CAMBRIDGE, Mass. — A new study published in The Lancet Neurology reports that apitegromab, a muscle-targeted therapy developed by Scholar Rock, significantly improved motor function in children and adults with spinal muscular atrophy (SMA) who were already receiving survival motor neuron (SMN)-targeted treatments.

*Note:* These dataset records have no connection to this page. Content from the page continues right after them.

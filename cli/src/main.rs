use std::time::Duration;

use anyhow::Result;
use clap::Parser;
use crossbeam_channel::select;
use log::{info, warn};
use skywave_core::sim::SimCodec;
use skywave_core::{
    DummyRig, Modem, ModemConfig, ModemEvent, ModeKind, TransmitJob,
};

mod audio;

#[derive(Parser)]
#[command(name = "skywave")]
#[command(about = "Soundcard HF modem/TNC")]
struct Cli {
    /// Transmit audio level in percent (0-200)
    #[arg(long, default_value_t = 100)]
    tx_audio_level: i32,

    /// Pre-key silence in milliseconds, covering PTT-to-RF-up latency
    #[arg(long, default_value_t = 0)]
    tx_delay_ms: u64,

    /// Adjust the transmit level from the rig's ALC readings
    #[arg(long)]
    auto_tune: bool,

    /// Extra receive channels to enable (sig1, datac1, datac3, datac4, fsk)
    #[arg(long, value_delimiter = ',')]
    receive: Vec<String>,

    /// Run a self-contained loopback demo instead of opening a soundcard
    #[arg(long)]
    loopback: bool,
}

fn main() -> Result<()> {
    env_logger::init();
    let cli = Cli::parse();

    let mut cfg = ModemConfig {
        tx_audio_level: cli.tx_audio_level,
        tx_delay_ms: cli.tx_delay_ms,
        audio_auto_tune: cli.auto_tune,
        ..Default::default()
    };
    for name in &cli.receive {
        match name.as_str() {
            "sig1" => cfg.receive.sig1 = true,
            "datac1" => cfg.receive.datac1 = true,
            "datac3" => cfg.receive.datac3 = true,
            "datac4" => cfg.receive.datac4 = true,
            "fsk" => cfg.receive.fsk = true,
            other => warn!("unknown receive channel ignored: {other}"),
        }
    }

    // the native codec backend links in as another CodecEngine; until
    // then the simulated engine carries the pipeline
    let modem = Modem::start(cfg, SimCodec::open, Box::<DummyRig>::default())?;

    if cli.loopback {
        run_loopback(&modem)
    } else {
        run_soundcard(&modem)
    }
}

/// Normal operation: default soundcard in/out, frames logged as they
/// arrive.
fn run_soundcard(modem: &Modem) -> Result<()> {
    let _streams = audio::start(
        modem,
        skywave_core::AUDIO_SAMPLE_RATE as u32,
        skywave_core::AUDIO_FRAMES_PER_BUFFER_RX as u32,
    )?;

    let received = modem.received_frames();
    let mesh = modem.mesh_frames();
    let events = modem.events();

    info!("listening; ctrl-c to exit");
    loop {
        select! {
            recv(received) -> frame => match frame {
                Ok(frame) => info!(
                    "received frame: channel={} nbytes={} snr={}",
                    frame.channel, frame.data.len(), frame.snr
                ),
                Err(_) => break,
            },
            recv(mesh) -> frame => match frame {
                Ok(frame) => info!("mesh frame: nbytes={}", frame.len()),
                Err(_) => break,
            },
            recv(events) -> event => match event {
                Ok(ModemEvent::PttChanged(state)) => info!("ptt: {state}"),
                Ok(ModemEvent::TransmitComplete { mode, result }) => match result {
                    Ok(report) => info!(
                        "transmit complete: mode={mode} on_air={:?}",
                        report.on_air
                    ),
                    Err(err) => warn!("transmit failed: mode={mode} error={err}"),
                },
                Err(_) => break,
            },
        }
    }
    Ok(())
}

/// Self-test without hardware: transmit one frame and feed the modulated
/// audio straight back into the receive path.
fn run_loopback(modem: &Modem) -> Result<()> {
    let received = modem.received_frames();
    let input = modem.audio_input();
    let output = modem.audio_output();

    modem.enqueue_transmit(TransmitJob {
        mode: ModeKind::Datac13,
        repeats: 1,
        repeat_delay_ms: 0,
        frames: vec![vec![0x01, b'L', b'O', b'O', b'P']],
    })?;

    for _ in 0..500 {
        if !received.is_empty() {
            break;
        }
        input.send(vec![0i16; skywave_core::AUDIO_FRAMES_PER_BUFFER_RX])?;
        if let Ok(chunk) = output.recv_timeout(Duration::from_millis(100)) {
            input.send(chunk)?;
        }
        std::thread::sleep(Duration::from_millis(2));
    }

    let frame = received
        .recv_timeout(Duration::from_secs(2))
        .map_err(|_| anyhow::anyhow!("loopback frame never arrived"))?;
    info!(
        "loopback ok: channel={} payload={:?} snr={}",
        frame.channel,
        &frame.data[..5],
        frame.snr
    );
    modem.shutdown();
    Ok(())
}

Results from the pivotal Phase 3 SAPPHIRE trial showed patients on apitegromab achieved statistically significant and clinically meaningful gains on the Hammersmith Functional Motor Scale Expanded (HFMSE), compared with placebo. At 52 weeks, 30.4 percent of patients taking apitegromab improved by at least three points on the HFMSE, versus 12.5 percent on placebo. For a four-point gain, the figures were 19.6 percent versus 6.3 percent. All participants were receiving ongoing SMN-targeted therapies such as nusinersen or risdiplam.
The 188-patient study, involving participants aged 2–21, also found consistent benefits across age groups, treatment types, treatment initiation ages, and geographic regions. Apitegromab was well-tolerated, with no new safety concerns observed.
“These findings reinforce the importance of addressing both motor neuron preservation and muscle function in SMA treatment,” said Dr. Akshay Vaishnaw, Scholar Rock’s president of R&D. “A comprehensive approach can support essential activities like breathing, swallowing, and walking.”
The trial’s lead author, Dr. Thomas O. Crawford of Johns Hopkins University School of Medicine, said the results support the use of muscle-targeted therapies alongside existing SMN treatments.
The U.S. Food and Drug Administration has accepted Scholar Rock’s Biologics License Application for apitegromab under priority review, with a decision expected by September 22, 2025. The therapy is also under review in Europe. If approved, the company anticipates a U.S. launch in 2025 and a European rollout in 2026.